英文:
`R`/`ggplot2`: Strangeness when combining individual `geom_histogram` layers
问题
I'm striving to replicate aspects of this nice demonstration using R
/ggplot2
.
For the first point (plotting different bin counts) I have managed nicely, but when replicating that approach for the second point (different maxima), it strangely fails and I can't figure out why.
Here's what I do for demonstrating the lack of robustness as pointed out in 2. of the above post:
library(dplyr)
library(ggplot2)
library(magrittr)
requireNamespace("kmed")
# Define the new maxima to be used
maxima <- c(197, 202, 213, 224)
# Replicate the UCI heart data set
m_df <- bind_rows(
replicate(length(maxima), kmed::heart, simplify = FALSE)) %>%
dplyr::mutate(
sm = rep(maxima, each = nrow(kmed::heart)),
fsm = paste("Maximum Edited to:", rep(maxima, each = nrow(kmed::heart)))
)
# Modify the maxima
m_df[which(m_df$thalach == max(m_df$thalach)), "thalach"] <- maxima
# Generate individual geom_histogram layers, forcing an identical number of bins
m_lp_hist <- plyr::llply(maxima, function(b) {
geom_histogram(
data = m_df %>% filter(sm == b),
mapping = aes(x = thalach),
bins = 20
)
})
# Combine the layers
m_p_hist <- Reduce("+", m_lp_hist, init = ggplot2::ggplot())
m_p_hist +
ggplot2::facet_wrap(. ~ fsm, scales = "free_y") +
ggplot2::theme_bw() +
ggplot2::labs(x = "Maximum Heart Rate Achieved", y = "Count")
When evaluating the resulting plot, the histograms are very similar (!), while stepping through the individual layers generated using ggplot() + m_p_list[[1]]
etc. nicely shows the difference between the layers and thus the effect I intend to demonstrate (lack of robustness in histograms). What is going on here!?
Thanks for any pointers.
英文:
I'm striving to replicate aspects of this nice demonstration using R
/ggplot2
.
For the first point (plotting different bin counts) I have managed nicely, but when replicating that approach for the second point (different maxima), it strangely fails and I can't figure out why.
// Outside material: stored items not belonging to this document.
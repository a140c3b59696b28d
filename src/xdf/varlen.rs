//! Variable-width length/count encoding shared by chunk framing (§4.3.1)
//! and the `NumSamples` field of a Samples chunk (§4.3.3).
//!
//! The width is always the smallest of {1, 4, 8} bytes that can hold the
//! value: 1 byte only if `value < 256`, 4 bytes if it additionally fits in
//! `u32`, otherwise 8 bytes (spec.md §8 item 5).

use std::io::{self, Read, Write};

/// Width, in bytes, that [`write_varlen`] would choose for `value`.
pub fn width_for(value: u64) -> u8 {
    if value < 256 {
        1
    } else if value <= u32::MAX as u64 {
        4
    } else {
        8
    }
}

/// Write the `[NumLengthBytes][value]` pair for `value`.
pub fn write_varlen(w: &mut impl Write, value: u64) -> io::Result<()> {
    match width_for(value) {
        1 => {
            w.write_all(&[1u8])?;
            w.write_all(&[value as u8])
        }
        4 => {
            w.write_all(&[4u8])?;
            w.write_all(&(value as u32).to_le_bytes())
        }
        _ => {
            w.write_all(&[8u8])?;
            w.write_all(&value.to_le_bytes())
        }
    }
}

/// Read a `[NumLengthBytes][value]` pair previously written by
/// [`write_varlen`].
pub fn read_varlen(r: &mut impl Read) -> io::Result<u64> {
    let mut width_buf = [0u8; 1];
    r.read_exact(&mut width_buf)?;
    match width_buf[0] {
        1 => {
            let mut buf = [0u8; 1];
            r.read_exact(&mut buf)?;
            Ok(buf[0] as u64)
        }
        4 => {
            let mut buf = [0u8; 4];
            r.read_exact(&mut buf)?;
            Ok(u32::from_le_bytes(buf) as u64)
        }
        8 => {
            let mut buf = [0u8; 8];
            r.read_exact(&mut buf)?;
            Ok(u64::from_le_bytes(buf))
        }
        other => Err(io::Error::new(
            io::ErrorKind::InvalidData,
            format!("invalid NumLengthBytes {other}"),
        )),
    }
}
Here's what I do for demonstrating the lack of robustness as pointed out in 2. of above post:
library(dplyr)
library(ggplot2)
library(magrittr)
requireNamespace("kmed")
# Define the new maxima to be used
maxima <- c(197, 202, 213, 224)
# Replicate the UCI heart data set
m_df <- bind_rows(
replicate(length(maxima), kmed::heart, simplify = FALSE)) %>%
dplyr::mutate(
sm = rep(maxima, each = nrow(kmed::heart)),
fsm = paste("Maximum Edited to:", rep(maxima, each = nrow(kmed::heart))))
# Modify the maxima
m_df[which(m_df$thalach == max(m_df$thalach)), "thalach"] <- maxima
# Generate individual geom_histogram layers, forcing identical number of bins
m_lp_hist <- plyr::llply(maxima, function(b) {
geom_histogram(
data = m_df %>% filter(sm == b),
mapping = aes(x = thalach),
bins = 20)
})
# Combine the layers
m_p_hist <- Reduce("+", m_lp_hist, init = ggplot2::ggplot())
m_p_hist +
ggplot2::facet_wrap(. ~ fsm, scales = "free_y") +
ggplot2::theme_bw() +
ggplot2::labs(x = "Maximum Heart Rate Achieved", y = "Count")
When evaluating the resulting plot, the histograms are very similar (!), while stepping through the individual layers generated using ggplot() + m_p_list[[1]]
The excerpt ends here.